In a few years, they envision a pinch of a bigger place. “Four or five tables. Cozy. With similar hours,” speculates Gabriele. “Otherwise, what’s life? Stay in a restaurant 24 hours a day, then die!” Gotta enjoy football and family, too.

208 E. Main Street, Norfolk. Daily (except Tuesdays) 11a.m. to 5p.m./6p.m.


Cibus, Rhymes with Phoebus

When native New Yorker Justin Ramos imagined his ideal restaurant, Cibus (Latin for food, nourishment), he’d never heard of Phoebus. Years later, having served in the Army and having racked up culinary experience (some under Michelin-starred chefs), it’s like he’s been granted poetic license with his dream realized in the historic Hampton neighborhood.

The former Fox Tail Wine Bar co-owner-chef and his partners Phoebe Jayne and Brad Monte, GM of dearly-departed Drexler’s (whose space Cibus Chophouse assumed), have been turning out exceptionally delicious apps (robust baked meatballs in a delicate tomato sauce are not-to-be-missed), grilled entrees, sandwiches and clever cocktails since December.

They present high-end fare, “But when you get the tab, you’re relieved,” Ramos says, citing half rack of lamb for $24 and 16-ounce prime rib for $35. He’s especially excited about weekday lunch specials including $1 beer (not a typo) and sandwiches sided with French fries and a drink for $14.

“If you went to McDonald’s, it practically would be that much,” he declares, pointing to a handsome, half-pound, fresh-ground burger on a toasted, buttered brioche bun.

BYOL (build your own lemonade), a playful part of Jayne’s thoughtful beverage program, starts with housemade ades including Brazilian limeade, blended with condensed milk for a misbegotten milkshake meets a faux mojito that’s wondrously bitter and sweet. Quaff it straight or punch it up with fruit purees and booze.

Cibus’s tin-pressed ceiling and long, light-strung dining room – tables on one side, bar on the other, and a heated, covered patio in back – emit a chummy vibe upheld by welcoming, skilled service. Local artists are invited to hang their work and receive all proceeds if sold. 
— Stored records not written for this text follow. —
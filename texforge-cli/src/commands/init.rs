//! `texforge init [-t DIR] [--force]`

use std::path::PathBuf;

use anyhow::{Context, Result};
use clap::Args;

use texforge_renderer::RenderError;

/// Write the example template and its sidecar into the template directory.
#[derive(Args, Debug)]
pub struct InitArgs {
    /// Directory to create the templates in.
    #[arg(long = "template-dir", short = 't', value_name = "DIR")]
    pub template_dir: Option<PathBuf>,

    /// Replace an existing example template.
    #[arg(long)]
    pub force: bool,
}

impl InitArgs {
    pub fn run(self) -> Result<()> {
        let settings = super::load_settings()?;
        let engine = super::template_engine(&settings, self.template_dir.as_deref());

        let path = match engine.create_example(self.force) {
            Ok(path) => path,
            Err(RenderError::OutputExists { path }) => {
                anyhow::bail!(
                    "'{}' already exists; pass --force to replace it",
                    path.display()
                )
            }
            Err(err) => {
                return Err(err).with_context(|| {
                    format!("failed to initialize '{}'", engine.dir().display())
                })
            }
        };

        println!("✓ Initialized template directory '{}'", engine.dir().display());
        println!("  Created: {}", path.display());
        println!("  Try: texforge info example -t {}", engine.dir().display());
        Ok(())
    }
}
//! `texforge assets list`, `texforge assets import <kind> <path>` and
//! `texforge assets import-dir <kind> <dir>`

use std::fmt;
use std::path::PathBuf;
use std::str::FromStr;

use anyhow::{Context, Result};
use clap::{Args, Subcommand};
use colored::Colorize;
use tabled::{settings::Style, Table, Tabled};

use texforge_core::assets::{AssetKind, AssetManager, ImportOutcome};

/// Manage fonts and images under assets/.
#[derive(Subcommand, Debug)]
pub enum AssetsCommand {
    /// List imported fonts and images.
    List(RootArgs),

    /// Copy one font or image into assets/.
    Import(ImportArgs),

    /// Copy every font or image found in a directory.
    ImportDir(ImportArgs),
}

#[derive(Args, Debug)]
pub struct RootArgs {
    /// Project root holding assets/. Defaults to the configured root or ".".
    #[arg(long, value_name = "DIR")]
    pub root: Option<PathBuf>,
}

#[derive(Args, Debug)]
pub struct ImportArgs {
    /// font | image
    pub kind: AssetKindArg,

    /// File (import) or directory (import-dir) to copy from.
    pub path: PathBuf,

    /// Replace files that already exist in assets/.
    #[arg(long)]
    pub overwrite: bool,

    #[command(flatten)]
    pub root: RootArgs,
}

/// Thin wrapper so clap can parse [`AssetKind`].
#[derive(Debug, Clone, Copy)]
pub struct AssetKindArg(pub AssetKind);

impl FromStr for AssetKindArg {
    type Err = String;

    fn from_str(s: &str) -> std::result::Result<Self, Self::Err> {
        match s.to_ascii_lowercase().as_str() {
            "font" | "fonts" => Ok(Self(AssetKind::Font)),
            "image" | "images" => Ok(Self(AssetKind::Image)),
            other => Err(format!("unknown asset kind '{other}'; expected: font, image")),
        }
    }
}

impl fmt::Display for AssetKindArg {
    fn fmt(&self, f: &mut fmt::Formatter<'_>) -> fmt::Result {
        self.0.fmt(f)
    }
}

#[derive(Tabled)]
struct AssetRow {
    #[tabled(rename = "kind")]
    kind: String,
    #[tabled(rename = "name")]
    name: String,
    #[tabled(rename = "format")]
    format: String,
    #[tabled(rename = "size")]
    size: String,
}

pub fn run(cmd: AssetsCommand) -> Result<()> {
    match cmd {
        AssetsCommand::List(args) => list(args),
        AssetsCommand::Import(args) => import(args, false),
        AssetsCommand::ImportDir(args) => import(args, true),
    }
}

fn manager(root: &RootArgs) -> Result<AssetManager> {
    let root = match &root.root {
        Some(dir) => dir.clone(),
        None => super::load_settings()?.assets_root(),
    };
    Ok(AssetManager::new(root))
}

fn list(args: RootArgs) -> Result<()> {
    print_assets(&manager(&args)?)
}

/// Table of everything under `assets/`, or a hint when it is empty.
pub fn print_assets(manager: &AssetManager) -> Result<()> {
    let entries = manager.list().context("failed to read assets")?;
    if entries.is_empty() {
        println!("No assets in {}.", manager.assets_dir().display());
        println!("Run: texforge assets import font <file>");
        return Ok(());
    }

    let rows: Vec<AssetRow> = entries
        .into_iter()
        .map(|e| AssetRow {
            kind: e.kind.to_string(),
            name: e.name,
            format: e.extension,
            size: format_size(e.size_bytes),
        })
        .collect();
    let mut table = Table::new(rows);
    table.with(Style::rounded());
    println!("{table}");
    Ok(())
}

fn import(args: ImportArgs, whole_dir: bool) -> Result<()> {
    let manager = manager(&args.root)?;
    let kind = args.kind.0;
    let outcomes = if whole_dir {
        manager
            .import_dir(kind, &args.path, args.overwrite)
            .with_context(|| format!("failed to import {kind}s from '{}'", args.path.display()))?
    } else {
        vec![manager
            .import(kind, &args.path, args.overwrite)
            .with_context(|| format!("failed to import '{}'", args.path.display()))?]
    };

    if outcomes.is_empty() {
        println!("No {kind} files found in '{}'.", args.path.display());
        return Ok(());
    }
    for outcome in &outcomes {
        match outcome {
            ImportOutcome::Copied { dest } => println!("✓ Imported {}", dest.display()),
            ImportOutcome::Kept { dest } => println!(
                "{} {} exists; pass --overwrite to replace it",
                "·".yellow(),
                dest.display()
            ),
        }
    }
    Ok(())
}

fn format_size(bytes: u64) -> String {
    const KB: u64 = 1024;
    const MB: u64 = 1024 * KB;
    match bytes {
        b if b >= MB => format!("{:.1} MB", b as f64 / MB as f64),
        b if b >= KB => format!("{:.1} KB", b as f64 / KB as f64),
        b => format!("{b} B"),
    }
}
//! `texforge info <name> [-t DIR]`

use std::path::PathBuf;

use anyhow::{Context, Result};
use clap::Args;
use colored::Colorize;
use tabled::{settings::Style, Table, Tabled};

use texforge_core::{FieldSpec, TemplateSchema};

/// Show a template's metadata and fields.
#[derive(Args, Debug)]
pub struct InfoArgs {
    /// Template name, with or without the .tex.j2 suffix.
    pub name: String,

    /// Directory containing templates.
    #[arg(long = "template-dir", short = 't', value_name = "DIR")]
    pub template_dir: Option<PathBuf>,
}

#[derive(Tabled)]
struct PropertyRow {
    #[tabled(rename = "property")]
    property: &'static str,
    #[tabled(rename = "value")]
    value: String,
}

#[derive(Tabled)]
struct FieldRow {
    #[tabled(rename = "name")]
    name: String,
    #[tabled(rename = "type")]
    kind: String,
    #[tabled(rename = "required")]
    required: &'static str,
    #[tabled(rename = "default")]
    default: String,
    #[tabled(rename = "description")]
    description: String,
}

impl InfoArgs {
    pub fn run(self) -> Result<()> {
        let settings = super::load_settings()?;
        let engine = super::template_engine(&settings, self.template_dir.as_deref());
        let template = engine
            .resolve(&self.name)
            .with_context(|| format!("cannot load template '{}'", self.name))?;

        let Some(schema) = template.schema else {
            println!(
                "{}",
                format!("Template '{}' has no sidecar schema.", template.name).yellow()
            );
            println!("  Source: {}", template.path.display());
            return Ok(());
        };

        println!("{}", format!("Template: {}", schema.name).bold());
        let mut table = Table::new(properties(&schema));
        table.with(Style::rounded());
        println!("{table}");

        if !schema.fields.is_empty() {
            println!("{}", "Fields".bold());
            let mut fields = Table::new(schema.fields.iter().map(field_row));
            fields.with(Style::rounded());
            println!("{fields}");
        }
        for section in &schema.sections {
            let repeat = section
                .repeat
                .as_ref()
                .map(|counter| format!(" (one per {counter})"))
                .unwrap_or_default();
            println!(
                "{}",
                format!(
                    "Section: {}{}{repeat}",
                    section.title,
                    if section.optional { " (optional)" } else { "" }
                )
                .bold()
            );
            if !section.fields.is_empty() {
                let mut fields = Table::new(section.fields.iter().map(field_row));
                fields.with(Style::rounded());
                println!("{fields}");
            }
        }
        Ok(())
    }
}

fn properties(schema: &TemplateSchema) -> Vec<PropertyRow> {
    let mut rows = vec![
        PropertyRow {
            property: "description",
            value: schema.description.clone(),
        },
        PropertyRow {
            property: "document type",
            value: schema.document_type.to_string(),
        },
        PropertyRow {
            property: "version",
            value: schema.version.clone(),
        },
    ];
    if let Some(author) = &schema.author {
        rows.push(PropertyRow {
            property: "author",
            value: author.clone(),
        });
    }
    let class = if schema.class_options.is_empty() {
        schema.document_class.clone()
    } else {
        format!("{} [{}]", schema.document_class, schema.class_options.join(","))
    };
    rows.push(PropertyRow {
        property: "document class",
        value: class,
    });
    if !schema.packages.is_empty() {
        rows.push(PropertyRow {
            property: "packages",
            value: schema.packages.join(", "),
        });
    }
    if !schema.tags.is_empty() {
        rows.push(PropertyRow {
            property: "tags",
            value: schema.tags.join(", "),
        });
    }
    if !schema.variables.is_empty() {
        rows.push(PropertyRow {
            property: "variables",
            value: schema.variables.keys().cloned().collect::<Vec<_>>().join(", "),
        });
    }
    rows
}

fn field_row(field: &FieldSpec) -> FieldRow {
    let kind = match field.choices.as_deref() {
        Some(choices) if !choices.is_empty() => format!("{} ({})", field.kind, choices.join("|")),
        _ => field.kind.to_string(),
    };
    FieldRow {
        name: field.name.clone(),
        kind,
        required: if field.required { "yes" } else { "no" },
        default: field
            .default
            .as_ref()
            .map(|v| v.as_str().map_or_else(|| v.to_string(), str::to_string))
            .unwrap_or_default(),
        description: field.description.clone().unwrap_or_default(),
    }
}
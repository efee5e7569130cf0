//! Error types for texforge-renderer.

use std::path::PathBuf;

use texforge_core::{FieldError, PathError, SchemaError};
use thiserror::Error;

/// All errors that can arise while resolving, rendering or writing a
/// template.
#[derive(Debug, Error)]
pub enum RenderError {
    /// No `<name>.tex.j2` in the template directory.
    #[error("template '{name}' not found (looked for {path})")]
    TemplateNotFound { name: String, path: PathBuf },

    /// Template names are plain file stems; separators and `..` are refused.
    #[error("invalid template name '{name}'")]
    InvalidTemplateName { name: String },

    /// The sidecar is not valid YAML or does not match the schema shape.
    #[error("malformed schema at {path}: {source}")]
    SchemaParse {
        path: PathBuf,
        #[source]
        source: serde_yaml::Error,
    },

    /// The sidecar parsed but breaks a schema rule.
    #[error("invalid schema at {path}: {source}")]
    SchemaValidation {
        path: PathBuf,
        #[source]
        source: SchemaError,
    },

    /// The template source does not parse.
    #[error("syntax error in '{template}' at line {line}: {detail}")]
    Syntax {
        template: String,
        line: usize,
        detail: String,
    },

    /// A template or the built-in sidecar could not be loaded.
    #[error("cannot load template '{template}': {detail}")]
    Parse { template: String, detail: String },

    /// A variable used by the template is in neither the defaults nor the
    /// user values.
    #[error("undefined variable '{name}' in template '{template}'")]
    UndefinedVariable { template: String, name: String },

    /// Any other failure while evaluating the template.
    #[error("failed to render '{template}': {detail}")]
    Render { template: String, detail: String },

    /// Refusing to replace an existing output file.
    #[error("output file {path} already exists (use overwrite to replace it)")]
    OutputExists { path: PathBuf },

    /// Building the render context from dotted keys failed.
    #[error("cannot build render context: {0}")]
    Path(#[from] PathError),

    /// User values failed schema checks.
    #[error("invalid template values: {0}")]
    Values(#[from] FieldError),

    /// The template environment could not be configured.
    #[error("cannot configure template environment: {0}")]
    Environment(#[source] minijinja::Error),

    /// A schema could not be written back to YAML.
    #[error("cannot serialize schema: {0}")]
    SchemaSerialize(#[source] serde_yaml::Error),

    /// Filesystem error while reading templates or writing output.
    #[error("template io error at {path}: {source}")]
    Io {
        path: PathBuf,
        #[source]
        source: std::io::Error,
    },
}
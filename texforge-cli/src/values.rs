//! Template values from files and `--set key=value` pairs.

use std::fs;
use std::path::Path;

use anyhow::{bail, Context, Result};
use serde_json::Value;

use texforge_core::{nested, ValueMap};

/// Read a `.yaml`, `.yml` or `.json` file holding a top-level mapping.
pub fn load_values_file(path: &Path) -> Result<ValueMap> {
    let ext = path
        .extension()
        .and_then(|e| e.to_str())
        .map(str::to_ascii_lowercase)
        .unwrap_or_default();
    let text = fs::read_to_string(path)
        .with_context(|| format!("cannot read values file '{}'", path.display()))?;

    let value: Value = match ext.as_str() {
        "yaml" | "yml" => serde_yaml::from_str(&text)
            .with_context(|| format!("invalid YAML in '{}'", path.display()))?,
        "json" => serde_json::from_str(&text)
            .with_context(|| format!("invalid JSON in '{}'", path.display()))?,
        _ => bail!(
            "values file '{}' must be YAML (.yaml, .yml) or JSON (.json)",
            path.display()
        ),
    };

    match value {
        Value::Object(map) => Ok(map),
        Value::Null => Ok(ValueMap::new()),
        other => bail!(
            "values file '{}' must contain a mapping, found {}",
            path.display(),
            nested::value_kind(&other)
        ),
    }
}

/// Split `key=value`; the value is read as a YAML scalar, so `3` is a
/// number and `true` a boolean. An empty value is the empty string.
pub fn parse_assignment(raw: &str) -> Result<(String, Value)> {
    let Some((key, value)) = raw.split_once('=') else {
        bail!("expected key=value, got '{raw}'");
    };
    let key = key.trim();
    if key.is_empty() {
        bail!("missing key in '{raw}'");
    }
    let value = if value.trim().is_empty() {
        Value::String(value.to_string())
    } else {
        serde_yaml::from_str(value).unwrap_or_else(|_| Value::String(value.to_string()))
    };
    Ok((key.to_string(), value))
}

/// Apply `--set` pairs on top of `values` at their dotted paths.
pub fn apply_assignments(values: &mut ValueMap, assignments: &[String]) -> Result<()> {
    for raw in assignments {
        let (key, value) = parse_assignment(raw)?;
        nested::assign(values, &key, value)
            .with_context(|| format!("cannot apply --set {raw}"))?;
    }
    Ok(())
}
//! Error types for texforge-compile.

use std::path::PathBuf;
use std::time::Duration;

use thiserror::Error;

/// All errors that can arise while compiling or viewing a document.
#[derive(Debug, Error)]
pub enum CompileError {
    /// The `.tex` file to compile does not exist.
    #[error("source file not found: {path}")]
    SourceMissing { path: PathBuf },

    /// No engine was given to try.
    #[error("no compilation engine specified")]
    NoEngines,

    /// An engine name that cannot be used as a program.
    #[error("invalid engine name '{name}'")]
    InvalidEngine { name: String },

    /// The last engine tried ran past the timeout and was killed.
    #[error(
        "{engine} timed out after {}s (tried: {})",
        .after.as_secs(),
        .attempted.join(", ")
    )]
    Timeout {
        engine: String,
        after: Duration,
        attempted: Vec<String>,
    },

    /// Every engine was tried and none produced a PDF.
    #[error("compilation failed with every engine (tried: {}){}", .attempted.join(", "), details(.last_stderr))]
    AllEnginesFailed {
        attempted: Vec<String>,
        last_stderr: String,
    },

    /// The platform PDF viewer could not be launched.
    #[error("cannot open {path}: {source}")]
    Viewer {
        path: PathBuf,
        #[source]
        source: std::io::Error,
    },
}

fn details(log: &str) -> String {
    let log = log.trim();
    if log.is_empty() {
        String::new()
    } else {
        format!("\n{log}")
    }
}
//! Process execution with a timeout.
//!
//! [`CommandRunner`] is the seam between the compiler and the operating
//! system; tests substitute a scripted runner so fallback behavior can be
//! checked without a TeX installation.

use std::io::{ErrorKind, Read};
use std::path::PathBuf;
use std::process::{Child, Command, Stdio};
use std::sync::mpsc::{self, Receiver};
use std::sync::{Arc, Mutex};
use std::thread;
use std::time::{Duration, Instant};

/// A program, its arguments, and the directory to run it in.
#[derive(Debug, Clone, PartialEq, Eq)]
pub struct Invocation {
    pub program: String,
    pub args: Vec<String>,
    pub cwd: Option<PathBuf>,
}

impl Invocation {
    pub fn new<I, S>(program: impl Into<String>, args: I) -> Self
    where
        I: IntoIterator<Item = S>,
        S: Into<String>,
    {
        Invocation {
            program: program.into(),
            args: args.into_iter().map(Into::into).collect(),
            cwd: None,
        }
    }
}

/// How a process ended.
#[derive(Debug, Clone, Copy, PartialEq, Eq)]
pub enum Exit {
    /// The process exited by itself. `None` when killed by a signal.
    Code(Option<i32>),
    /// The timeout expired and the process was killed.
    TimedOut,
}

impl Exit {
    pub fn success(self) -> bool {
        self == Exit::Code(Some(0))
    }
}

/// Everything a finished process produced.
#[derive(Debug, Clone, PartialEq, Eq)]
pub struct RunOutput {
    pub exit: Exit,
    pub stdout: String,
    pub stderr: String,
    pub duration: Duration,
}

/// Runs one process to completion or timeout.
pub trait CommandRunner {
    /// Run `invocation`, killing it once `timeout` has passed.
    ///
    /// A program that cannot be found is reported as an
    /// [`std::io::ErrorKind::NotFound`] error.
    fn run(&self, invocation: &Invocation, timeout: Duration) -> std::io::Result<RunOutput>;
}

/// Runs processes on the host, polling for exit.
///
/// On Unix each process leads its own process group, and a timeout kills
/// the whole group so helpers spawned by the engine die with it. Output is
/// read on background threads; once the process is gone the readers get
/// `read_grace` to reach end of file before whatever they captured is
/// returned.
#[derive(Debug, Clone)]
pub struct SystemRunner {
    poll_interval: Duration,
    read_grace: Duration,
}

impl Default for SystemRunner {
    fn default() -> Self {
        SystemRunner {
            poll_interval: Duration::from_millis(50),
            read_grace: Duration::from_millis(500),
        }
    }
}

impl SystemRunner {
    pub fn new() -> Self {
        Self::default()
    }
}

impl CommandRunner for SystemRunner {
    fn run(&self, invocation: &Invocation, timeout: Duration) -> std::io::Result<RunOutput> {
        let mut command = Command::new(&invocation.program);
        command
            .args(&invocation.args)
            .stdin(Stdio::null())
            .stdout(Stdio::piped())
            .stderr(Stdio::piped());
        if let Some(cwd) = &invocation.cwd {
            command.current_dir(cwd);
        }
        #[cfg(unix)]
        {
            use std::os::unix::process::CommandExt;
            command.process_group(0);
        }

        tracing::debug!(program = %invocation.program, args = ?invocation.args, "spawning");
        let started = Instant::now();
        let mut child = command.spawn()?;

        // Drain both pipes so a chatty engine cannot fill one and stall.
        let stdout = child.stdout.take().map(Capture::start);
        let stderr = child.stderr.take().map(Capture::start);

        let exit = loop {
            match child.try_wait() {
                Ok(Some(status)) => break Exit::Code(status.code()),
                Ok(None) if started.elapsed() >= timeout => {
                    kill_tree(&mut child);
                    break Exit::TimedOut;
                }
                Ok(None) => thread::sleep(self.poll_interval),
                Err(err) => {
                    kill_tree(&mut child);
                    return Err(err);
                }
            }
        };

        let deadline = Instant::now() + self.read_grace;
        Ok(RunOutput {
            exit,
            stdout: Capture::finish(stdout, deadline),
            stderr: Capture::finish(stderr, deadline),
            duration: started.elapsed(),
        })
    }
}

/// Kill the child and, on Unix, every process in its group.
fn kill_tree(child: &mut Child) {
    #[cfg(unix)]
    {
        use nix::sys::signal::{killpg, Signal};
        use nix::unistd::Pid;

        if let Ok(pid) = i32::try_from(child.id()) {
            if let Err(err) = killpg(Pid::from_raw(pid), Signal::SIGKILL) {
                tracing::debug!("killpg {pid} failed: {err}");
            }
        }
    }
    let _ = child.kill();
    let _ = child.wait();
}

/// Output of one pipe, collected on a background thread.
struct Capture {
    buf: Arc<Mutex<Vec<u8>>>,
    done: Receiver<()>,
}

impl Capture {
    fn start<R: Read + Send + 'static>(mut pipe: R) -> Self {
        let buf = Arc::new(Mutex::new(Vec::new()));
        let (tx, done) = mpsc::channel();
        let sink = Arc::clone(&buf);
        thread::spawn(move || {
            let mut chunk = [0u8; 8192];
            loop {
                match pipe.read(&mut chunk) {
                    Ok(0) => break,
                    Ok(n) => {
                        if let Ok(mut buf) = sink.lock() {
                            buf.extend_from_slice(&chunk[..n]);
                        }
                    }
                    Err(err) if err.kind() == ErrorKind::Interrupted => continue,
                    Err(_) => break,
                }
            }
            let _ = tx.send(());
        });
        Capture { buf, done }
    }

    /// Whatever was read by `deadline`. A pipe still held open by a
    /// leftover descendant is abandoned at that point.
    fn finish(capture: Option<Capture>, deadline: Instant) -> String {
        let Some(capture) = capture else {
            return String::new();
        };
        let _ = capture
            .done
            .recv_timeout(deadline.saturating_duration_since(Instant::now()));
        let bytes = capture.buf.lock().map(|b| b.clone()).unwrap_or_default();
        String::from_utf8_lossy(&bytes).into_owned()
    }
}

#[cfg(all(test, unix))]
mod tests {
    use super::*;

    #[test]
    fn captures_output_and_exit_code() {
        let inv = Invocation::new("sh", ["-c", "echo out; echo err >&2; exit 3"]);
        let output = SystemRunner::new().run(&inv, Duration::from_secs(10)).unwrap();
        assert_eq!(output.exit, Exit::Code(Some(3)));
        assert_eq!(output.stdout, "out\n");
        assert_eq!(output.stderr, "err\n");
    }

    #[test]
    fn runs_in_the_given_directory() {
        let dir = tempfile::TempDir::new().unwrap();
        let mut inv = Invocation::new("sh", ["-c", "pwd"]);
        inv.cwd = Some(dir.path().to_path_buf());
        let output = SystemRunner::new().run(&inv, Duration::from_secs(10)).unwrap();
        let reported = PathBuf::from(output.stdout.trim()).canonicalize().unwrap();
        assert_eq!(reported, dir.path().canonicalize().unwrap());
    }

    #[test]
    fn slow_process_is_killed_at_the_timeout() {
        let inv = Invocation::new("sleep", ["5"]);
        let output = SystemRunner::new()
            .run(&inv, Duration::from_millis(200))
            .unwrap();
        assert_eq!(output.exit, Exit::TimedOut);
        assert!(output.duration < Duration::from_secs(4), "took {:?}", output.duration);
    }

    #[test]
    fn timeout_kills_processes_the_engine_started() {
        let inv = Invocation::new("sh", ["-c", "sleep 4 & wait"]);
        let output = SystemRunner::new()
            .run(&inv, Duration::from_millis(300))
            .unwrap();
        assert_eq!(output.exit, Exit::TimedOut);
        assert!(output.duration < Duration::from_secs(2), "took {:?}", output.duration);
    }

    #[test]
    fn lingering_child_does_not_hold_up_a_finished_run() {
        let inv = Invocation::new("sh", ["-c", "echo done; sleep 4 &"]);
        let output = SystemRunner::new().run(&inv, Duration::from_secs(10)).unwrap();
        assert_eq!(output.exit, Exit::Code(Some(0)));
        assert_eq!(output.stdout, "done\n");
        assert!(output.duration < Duration::from_secs(2), "took {:?}", output.duration);
    }

    #[test]
    fn missing_program_is_not_found() {
        let inv = Invocation::new("texforge-no-such-engine", Vec::<String>::new());
        let err = SystemRunner::new().run(&inv, Duration::from_secs(1)).unwrap_err();
        assert_eq!(err.kind(), std::io::ErrorKind::NotFound);
    }
}
//! `texforge compile <file.tex> [--engine E]... [--fallback] [--timeout SECS] [--open]`

use std::path::{Path, PathBuf};

use anyhow::{Context, Result};
use clap::Args;
use colored::Colorize;

use texforge_compile::{open_pdf, AttemptResult, Compiler, EngineKind};
use texforge_core::config::Settings;

/// Compile a .tex file to PDF.
#[derive(Args, Debug)]
pub struct CompileArgs {
    /// The .tex file to compile.
    pub file: PathBuf,

    #[command(flatten)]
    pub engines: EngineArgs,

    /// Open the PDF in the system viewer afterwards.
    #[arg(long)]
    pub open: bool,
}

/// Engine selection shared by `compile` and `generate --compile`.
#[derive(Args, Debug, Default)]
pub struct EngineArgs {
    /// Engine to use: tectonic, xelatex, pdflatex, lualatex or any program
    /// name. Repeat to try several in order.
    #[arg(long = "engine", short = 'e', value_name = "ENGINE")]
    pub engines: Vec<EngineKind>,

    /// After the named engines, try the configured fallback order.
    #[arg(long)]
    pub fallback: bool,

    /// Seconds each engine may run before it is killed.
    #[arg(long, value_name = "SECS")]
    pub timeout: Option<u64>,
}

impl CompileArgs {
    pub fn run(self) -> Result<()> {
        let settings = super::load_settings()?;
        compile_document(&settings, &self.file, &self.engines, self.open)?;
        Ok(())
    }
}

/// Compile `file` and report which engine produced the PDF.
pub fn compile_document(settings: &Settings, file: &Path, args: &EngineArgs, open: bool) -> Result<PathBuf> {
    let engines = super::engine_order(settings, &args.engines, args.fallback)?;
    let compiler = Compiler::new().with_timeout(super::compile_timeout(settings, args.timeout));

    println!("Compiling {} ...", file.display());
    let outcome = compiler
        .compile(file, &engines)
        .with_context(|| format!("failed to compile '{}'", file.display()))?;

    for attempt in &outcome.attempts {
        let note = match &attempt.result {
            AttemptResult::Succeeded => continue,
            AttemptResult::NotFound => "not installed".to_string(),
            AttemptResult::TimedOut { after } => format!("timed out after {}s", after.as_secs()),
            AttemptResult::Failed { code: Some(code), .. } => format!("exited with {code}"),
            AttemptResult::Failed { code: None, .. } => "failed".to_string(),
        };
        println!("  {} {}: {note}", "·".bright_black(), attempt.engine);
    }
    println!(
        "{} {} (via {})",
        "✓ Compiled".green(),
        outcome.pdf_path.display(),
        outcome.engine
    );

    if open {
        open_pdf(&outcome.pdf_path)?;
    }
    Ok(outcome.pdf_path)
}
It’s a place you could come to regularly. And bring the kids. There’s a gallery for K-5 budding Picassos and shhh – don’t tell – children get a surprise free dessert.

But if you’d rather stay home, you still can savor Cibus’s excellent food. It doubles as a ghost kitchen for Nando’s, utilizing DoorDash/Uber Eats for burgers and chicken wings in a dozen flavors like heat-seekers’ faves Diablo (saucy) and Desert Dust (dry rub).

Some customers still wonder, though: “Is it cee-buhs or chee-buhs?”

I don’t think it matters. At least, not according to the Oracle of Delphi. In high school, I learned to say Del-figh. Then I went to Greece and visited Delphi’s legendary Temple of Apollo (fact: Phoebus is an alias of Apollo). The villagers living nearby said Del-fee. So back home, when friends asked about my trip, I showed them pictures of Del-fee. They sought to correct me: “You mean Del-figh.” (Rhymes with sigh.)

30 E. Mellen Street, Hampton. Open daily at 11 a.m.